DATASET EXTRACT>
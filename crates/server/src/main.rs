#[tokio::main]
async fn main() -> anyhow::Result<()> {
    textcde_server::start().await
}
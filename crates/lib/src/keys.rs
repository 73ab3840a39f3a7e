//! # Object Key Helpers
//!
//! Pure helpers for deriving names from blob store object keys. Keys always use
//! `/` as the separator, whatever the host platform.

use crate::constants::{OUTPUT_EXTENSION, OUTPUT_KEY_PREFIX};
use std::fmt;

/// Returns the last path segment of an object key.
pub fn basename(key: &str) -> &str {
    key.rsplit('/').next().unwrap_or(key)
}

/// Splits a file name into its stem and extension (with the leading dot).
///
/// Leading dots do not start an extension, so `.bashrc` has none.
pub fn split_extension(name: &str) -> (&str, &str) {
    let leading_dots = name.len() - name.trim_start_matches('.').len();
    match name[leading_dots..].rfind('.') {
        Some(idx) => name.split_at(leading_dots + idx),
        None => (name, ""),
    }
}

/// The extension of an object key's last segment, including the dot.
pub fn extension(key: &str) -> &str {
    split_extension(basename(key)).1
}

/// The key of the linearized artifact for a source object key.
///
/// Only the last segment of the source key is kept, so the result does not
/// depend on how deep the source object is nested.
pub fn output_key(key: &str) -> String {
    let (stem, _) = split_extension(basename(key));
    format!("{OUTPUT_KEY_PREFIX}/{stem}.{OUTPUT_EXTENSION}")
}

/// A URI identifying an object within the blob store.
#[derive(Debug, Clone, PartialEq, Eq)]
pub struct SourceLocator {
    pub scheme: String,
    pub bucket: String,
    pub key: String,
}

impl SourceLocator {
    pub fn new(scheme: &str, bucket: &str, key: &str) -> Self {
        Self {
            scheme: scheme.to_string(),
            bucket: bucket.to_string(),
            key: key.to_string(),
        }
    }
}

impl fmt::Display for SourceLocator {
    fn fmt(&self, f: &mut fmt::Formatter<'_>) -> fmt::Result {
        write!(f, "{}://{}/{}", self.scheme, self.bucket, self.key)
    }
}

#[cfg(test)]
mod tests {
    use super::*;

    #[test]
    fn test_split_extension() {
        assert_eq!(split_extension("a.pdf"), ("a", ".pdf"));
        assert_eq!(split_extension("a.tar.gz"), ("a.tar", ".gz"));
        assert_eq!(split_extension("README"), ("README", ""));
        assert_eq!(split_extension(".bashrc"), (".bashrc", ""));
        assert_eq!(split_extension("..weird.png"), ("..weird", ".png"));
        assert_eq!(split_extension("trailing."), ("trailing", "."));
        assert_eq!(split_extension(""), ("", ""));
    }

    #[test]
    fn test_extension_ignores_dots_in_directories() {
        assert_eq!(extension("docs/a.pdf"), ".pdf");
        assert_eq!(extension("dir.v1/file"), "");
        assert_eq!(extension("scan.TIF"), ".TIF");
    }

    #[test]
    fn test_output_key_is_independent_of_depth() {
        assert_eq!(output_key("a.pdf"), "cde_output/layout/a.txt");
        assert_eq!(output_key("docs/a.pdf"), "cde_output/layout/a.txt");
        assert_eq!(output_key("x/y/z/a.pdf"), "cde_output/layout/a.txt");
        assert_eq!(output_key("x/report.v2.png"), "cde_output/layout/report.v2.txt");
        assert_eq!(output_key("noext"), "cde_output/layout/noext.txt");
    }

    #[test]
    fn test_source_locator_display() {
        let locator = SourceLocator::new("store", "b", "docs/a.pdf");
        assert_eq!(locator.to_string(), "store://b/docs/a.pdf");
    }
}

WHAT THE TASK REQUIRES> Reproduce, word for word, the lines of the data from the one that contains "use super::*;" to the end, both ends included.

OUTPUT OF THE EXERCISE>
    use super::*;

    #[test]
    fn test_split_extension() {
        assert_eq!(split_extension("a.pdf"), ("a", ".pdf"));
        assert_eq!(split_extension("a.tar.gz"), ("a.tar", ".gz"));
        assert_eq!(split_extension("README"), ("README", ""));
        assert_eq!(split_extension(".bashrc"), (".bashrc", ""));
        assert_eq!(split_extension("..weird.png"), ("..weird", ".png"));
        assert_eq!(split_extension("trailing."), ("trailing", "."));
        assert_eq!(split_extension(""), ("", ""));
    }

    #[test]
    fn test_extension_ignores_dots_in_directories() {
        assert_eq!(extension("docs/a.pdf"), ".pdf");
        assert_eq!(extension("dir.v1/file"), "");
        assert_eq!(extension("scan.TIF"), ".TIF");
    }

    #[test]
    fn test_output_key_is_independent_of_depth() {
        assert_eq!(output_key("a.pdf"), "cde_output/layout/a.txt");
        assert_eq!(output_key("docs/a.pdf"), "cde_output/layout/a.txt");
        assert_eq!(output_key("x/y/z/a.pdf"), "cde_output/layout/a.txt");
        assert_eq!(output_key("x/report.v2.png"), "cde_output/layout/report.v2.txt");
        assert_eq!(output_key("noext"), "cde_output/layout/noext.txt");
    }

    #[test]
    fn test_source_locator_display() {
        let locator = SourceLocator::new("store", "b", "docs/a.pdf");
        assert_eq!(locator.to_string(), "store://b/docs/a.pdf");
    }
}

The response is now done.